The career site has been tracking job postings that pay $80,000 or more per year and has noted the rate of remote work has been steadily increasing. High-paying remote jobs amounted to 4% of all such postings before the pandemic, were at 9% at the end of 2020 and are up to 15% today, according to Ladders.
Based off the current trajectory, Ladders predicted a quarter of all high-paying jobs will be remote by the end of 2022.
“This change in working arrangements is impossible to overhype. As big as it is, it’s even bigger than people think,” said Ladders CEO Marc Cenedella in a press release. “Hiring practices typically move at a glacial pace, but the pandemic turned up the heat, so we’re seeing a rapid flood of change in this space. It’s really rather amazing.” The shift to remote work is the largest societal change in America since the end of World War II, Cenedella said.
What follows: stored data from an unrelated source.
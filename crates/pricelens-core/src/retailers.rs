use std::collections::HashSet;
use std::path::Path;

use serde::{Deserialize, Serialize};

use crate::ConfigError;

/// Retailers the price pipeline knows how to classify.
#[derive(Debug, Clone, Copy, PartialEq, Eq, Hash, Serialize, Deserialize)]
#[serde(rename_all = "lowercase")]
pub enum Retailer {
    Amazon,
    Myntra,
    Flipkart,
    Croma,
    TataCliq,
    Ajio,
}

/// Retailers that always get a resolution attempt, in fallback order.
pub const MUST_HAVE_RETAILERS: [Retailer; 2] = [Retailer::Flipkart, Retailer::Myntra];

/// Class identifiers tried by the markup extractor, highest priority first.
///
/// Broader than the retailer table: the trailing entries cover older and
/// alternate Flipkart and Myntra templates.
pub const DEFAULT_MARKUP_PATTERNS: [&str; 11] = [
    "a-price-whole",
    "pdp-product-price",
    "_30jeq3 _16Jk6d",
    "amount",
    "salePrice",
    "prod-sp",
    "_1vC4OE _3qQ9m1",
    "Nx9bqj CxhGGd",
    "yRaY8j A6+E6v",
    "_25b18c",
    "_2p6lqe",
];

impl Retailer {
    /// Registrable domain used for `site:` searches and must-have detection.
    #[must_use]
    pub fn domain_fragment(self) -> &'static str {
        match self {
            Retailer::Amazon => "amazon.in",
            Retailer::Myntra => "myntra.com",
            Retailer::Flipkart => "flipkart.com",
            Retailer::Croma => "croma.com",
            Retailer::TataCliq => "tatacliq.com",
            Retailer::Ajio => "ajio.com",
        }
    }
}

impl std::fmt::Display for Retailer {
    fn fmt(&self, f: &mut std::fmt::Formatter<'_>) -> std::fmt::Result {
        match self {
            Retailer::Amazon => write!(f, "amazon"),
            Retailer::Myntra => write!(f, "myntra"),
            Retailer::Flipkart => write!(f, "flipkart"),
            Retailer::Croma => write!(f, "croma"),
            Retailer::TataCliq => write!(f, "tatacliq"),
            Retailer::Ajio => write!(f, "ajio"),
        }
    }
}

/// Static descriptor of one supported storefront.
#[derive(Debug, Clone, PartialEq, Eq, Serialize, Deserialize)]
pub struct RetailerProfile {
    pub retailer: Retailer,
    /// Exact network location matched by the classifier, e.g. `www.amazon.in`.
    pub host: String,
    /// Class identifier of the price element on this retailer's product pages.
    pub price_class: String,
}

/// Immutable retailer table plus the extractor's markup pattern list.
///
/// Built once at start-up and shared behind an `Arc`.
#[derive(Debug, Clone, PartialEq, Eq, Serialize, Deserialize)]
pub struct RetailerCatalog {
    pub retailers: Vec<RetailerProfile>,
    pub markup_patterns: Vec<String>,
}

impl RetailerCatalog {
    /// The built-in table of six Indian storefronts.
    #[must_use]
    pub fn builtin() -> Self {
        let profile = |retailer, host: &str, price_class: &str| RetailerProfile {
            retailer,
            host: host.to_string(),
            price_class: price_class.to_string(),
        };

        Self {
            retailers: vec![
                profile(Retailer::Amazon, "www.amazon.in", "a-price-whole"),
                profile(Retailer::Myntra, "www.myntra.com", "pdp-product-price"),
                profile(Retailer::Flipkart, "www.flipkart.com", "_30jeq3 _16Jk6d"),
                profile(Retailer::Croma, "www.croma.com", "amount"),
                profile(Retailer::TataCliq, "www.tatacliq.com", "salePrice"),
                profile(Retailer::Ajio, "www.ajio.com", "prod-sp"),
            ],
            markup_patterns: DEFAULT_MARKUP_PATTERNS
                .iter()
                .map(|p| (*p).to_string())
                .collect(),
        }
    }

    /// Exact, case-sensitive host lookup. No `www.` or subdomain folding.
    #[must_use]
    pub fn profile_for_host(&self, host: &str) -> Option<&RetailerProfile> {
        self.retailers.iter().find(|p| p.host == host)
    }

    #[must_use]
    pub fn markup_patterns(&self) -> &[String] {
        &self.markup_patterns
    }
}

impl Default for RetailerCatalog {
    fn default() -> Self {
        Self::builtin()
    }
}

/// Load and validate a retailer catalog from a YAML file.
///
/// # Errors
///
/// Returns `ConfigError` if the file cannot be read, parsed, or fails validation.
pub fn load_catalog(path: &Path) -> Result<RetailerCatalog, ConfigError> {
    let content = std::fs::read_to_string(path).map_err(|e| ConfigError::CatalogFileIo {
        path: path.display().to_string(),
        source: e,
    })?;

    parse_catalog(&content)
}

/// Parse and validate a retailer catalog from YAML text.
///
/// # Errors
///
/// Returns `ConfigError` if the YAML is malformed or fails validation.
pub fn parse_catalog(content: &str) -> Result<RetailerCatalog, ConfigError> {
    let catalog: RetailerCatalog = serde_yaml::from_str(content)?;
    validate_catalog(&catalog)?;
    Ok(catalog)
}

fn validate_catalog(catalog: &RetailerCatalog) -> Result<(), ConfigError> {
    if catalog.markup_patterns.is_empty() {
        return Err(ConfigError::Validation(
            "markup_patterns must contain at least one class identifier".to_string(),
        ));
    }

    if let Some(blank) = catalog
        .markup_patterns
        .iter()
        .position(|p| p.trim().is_empty())
    {
        return Err(ConfigError::Validation(format!(
            "markup pattern #{} is empty",
            blank + 1
        )));
    }

    let mut seen_hosts = HashSet::new();
    let mut seen_retailers = HashSet::new();

    for profile in &catalog.retailers {
        if profile.host.trim().is_empty() {
            return Err(ConfigError::Validation(format!(
                "retailer '{}' has an empty host",
                profile.retailer
            )));
        }

        if !seen_hosts.insert(profile.host.as_str()) {
            return Err(ConfigError::Validation(format!(
                "duplicate retailer host: '{}'",
                profile.host
            )));
        }

        if !seen_retailers.insert(profile.retailer) {
            return Err(ConfigError::Validation(format!(
                "duplicate retailer: '{}'",
                profile.retailer
            )));
        }

        if !catalog.markup_patterns.contains(&profile.price_class) {
            return Err(ConfigError::Validation(format!(
                "retailer '{}' price_class '{}' is not listed in markup_patterns",
                profile.retailer, profile.price_class
            )));
        }
    }

    Ok(())
}

#[cfg(test)]
#[path = "retailers_test.rs"]
mod tests;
That means remote work can free employees from being tethered to big, expensive urban centers. Cenedella said he expects to see smaller towns and cities that have appealing lifestyle elements but have normally lacked professional jobs grow.
Cities have already begun offering cash and perks to remote workers wiling to pick up stakes and move to a new city — a trend experts say is here to stay. And an analysis of the impact of long-term remote work after the pandemic from the University of Chicago’s Becker Friedman Institute for Economics found lower spending on meals, entertainment, personal services and shopping, cutting spending in major cities by 5% to 10% of overall pre-pandemic spending.
But even with remote work on the rise, there is a big disconnect between managers and employees. That’s because about 44% of executives working remotely want to work from the office every day, compared to just 17% of employees, according to a report by the Fall 2021 Future Forum Pulse, a survey of 10,569 knowledge workers across the United States, Australia, France, Germany, Japan and the U.K. conducted over the summer and backed by productivity company Slack.
The ongoing tug-of-war over remote work and other perks comes as workers are quitting their jobs at record rates. Across America, the number of of workers quitting reached 4.4 million in September, with the Bureau of Labor Statistics showing the percentage of Americans who quit their job in September rose to 3% — the highest-ever rate recorded since the BLS began collecting data in 2000. The so-called “quit rate” was highest in accommodation and food services, at 6.6%, with retail trade at 4.8%.
The workers that remain are increasingly worn out and tired too. Most remote workers say they work more hours at home than at the office — but managers are largely unconcerned about potential burnout among their staffs.